En la imagen se nota que al otro lado de la frontera, en Venezuela, no pasan trabajos y mucho menos hambre, como señaló el infiltrado. Allá tienen toda la protección del régimen de Nicolás Maduro y de la Guardia Bolivariana. Por eso Romaña se ve corpulento, gordo y sonriente.

La foto también deja ver la confianza que se había ganado el infiltrado. Además de poner los dedos de su mano derecha en símbolo de victoria, Romaña sonríe a la cámara sin esperar que estaba firmando su muerte.
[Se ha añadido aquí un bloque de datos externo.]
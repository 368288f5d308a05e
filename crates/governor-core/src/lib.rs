//! # Governor Core
//!
//! Pure primitives for Governor: permissions, principals, protected objects,
//! the [`Role`] capability interface and the [`Registry`] that maps
//! permissions to roles.
//!
//! This crate contains no I/O and no storage. Evaluation against storage
//! lives in the `governor` crate.
//!
//! ## Key Types
//!
//! - [`Permission`] - A resolved `namespace.codename` handle
//! - [`Role`] - Computes eligibility in both directions for a domain model
//! - [`Registry`] - Permission to role table, built once at startup
//! - [`UserGrant`] / [`GroupGrant`] - Persisted permission grants
//! - [`LifecycleEvent`] - Why an entity was saved
//!
//! ## Usage
//!
//! ```rust
//! use governor_core::{ObjectRef, Permission, Registry, Role, RoleResult, UserId};
//!
//! struct Library;
//!
//! #[derive(Default)]
//! struct LibrarianRole;
//!
//! impl Role<Library> for LibrarianRole {
//!     fn users_eligible_for_object(
//!         &self,
//!         _domain: &Library,
//!         _object: &ObjectRef,
//!         _permission: &Permission,
//!     ) -> RoleResult<Vec<UserId>> {
//!         Ok(vec![UserId(1)])
//!     }
//! }
//!
//! let mut registry = Registry::<Library>::new();
//! registry.register::<LibrarianRole>(&["books.lend"]).unwrap();
//! assert_eq!(registry.roles_for_permission("books.lend").len(), 1);
//! ```

pub mod error;
pub mod grant;
pub mod lifecycle;
pub mod permission;
pub mod registry;
pub mod role;
pub mod types;

pub use error::{CoreError, FormatError, Result};
pub use grant::{GrantBatch, GrantCounts, GroupGrant, UserGrant};
pub use lifecycle::LifecycleEvent;
pub use permission::{Permission, PermissionName, PermissionRef, NAMESPACE_SEPARATOR};
pub use registry::{Registry, RoleModule};
pub use role::{Direction, Role, RoleError, RoleResult};
pub use types::{Group, GroupId, ObjectId, ObjectRef, ObjectType, User, UserId};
En el campamento había restricción para el uso de teléfonos celulares, pero a Romaña le dijeron que era un requisito para que llegara el avión que se llevaría la droga. Por eso, la imagen fue tomada tres horas antes de su asesinato.

“Ya estábamos sobre la pista, ya íbamos a trabajar, nos decían: tienen que mandarnos la foto. Tuve que mandarla a un contacto en Italia, al que le avisé dos días antes que, cuando le llegara esa foto, la girara a un número de Colombia. ¿Si me entiende? Y el número de Colombia ya aseguraba que nosotros ya estábamos con Romaña, ya se estaba haciendo la operación”, explicó.

“Automáticamente, los norteamericanos que estaban en la maraña le dijeron que sí, estaba ahí, confirmado, que estaba la foto, la foto de Caín”. Enseguida los mercenarios de Estados Unidos cumplieron la orden.